---- Source material

#![allow(dead_code)]

use persona_chat::config::Settings;
use persona_chat::{build_router, build_state};
use reqwest::Client;
use serde_json::json;

/// Spawn the API on an ephemeral port and return its base URL.
/// The API key is cleared so every test runs in demo mode and the suite
/// never touches the network.
pub async fn spawn_server() -> String {
    let mut settings = Settings::from_env();
    settings.groq_api_key = String::new();

    let state = build_state(settings);
    let app = build_router(state);

    let listener = tokio::net::TcpListener::bind("127.0.0.1:0")
        .await
        .expect("Failed to bind test listener");
    let addr = listener.local_addr().expect("Failed to read local addr");

    tokio::spawn(async move {
        axum::serve(listener, app).await.expect("Server error");
    });

    format!("http://{addr}")
}

/// Build a reusable HTTP client.
pub fn http_client() -> Client {
    Client::builder()
        .timeout(std::time::Duration::from_secs(30))
        .build()
        .expect("Failed to build HTTP client")
}

/// Create a test conversation for the given persona and return its ID.
pub async fn create_test_conversation(client: &Client, base: &str, persona: &str) -> String {
    let resp = client
        .post(format!("{base}/api/v1/chat/conversations"))
        .json(&json!({"persona": persona}))
        .send()
        .await
        .expect("Failed to create conversation");
    assert_eq!(resp.status(), 201);
    let data: serde_json::Value = resp.json().await.unwrap();
    data["id"].as_str().unwrap().to_string()
}

/// Send a chat turn and return the response body.
pub async fn send_message(
    client: &Client,
    base: &str,
    conversation_id: &str,
    content: &str,
) -> serde_json::Value {
    let resp = client
        .post(format!(
            "{base}/api/v1/chat/conversations/{conversation_id}/messages"
        ))
        .json(&json!({"content": content}))
        .send()
        .await
        .expect("Failed to send message");
    assert_eq!(resp.status(), 201);
    resp.json().await.unwrap()
}

pub const MATH_REFUSAL: &str = "I appreciate the question, but I'm specifically a Math Teacher and can only help with mathematics topics. Feel free to ask me any math questions!";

--------

What is expected: Copy out each line of the data that has the word "addr" in it.

Expected output:
    let addr = listener.local_addr().expect("Failed to read local addr");
    format!("http://{addr}")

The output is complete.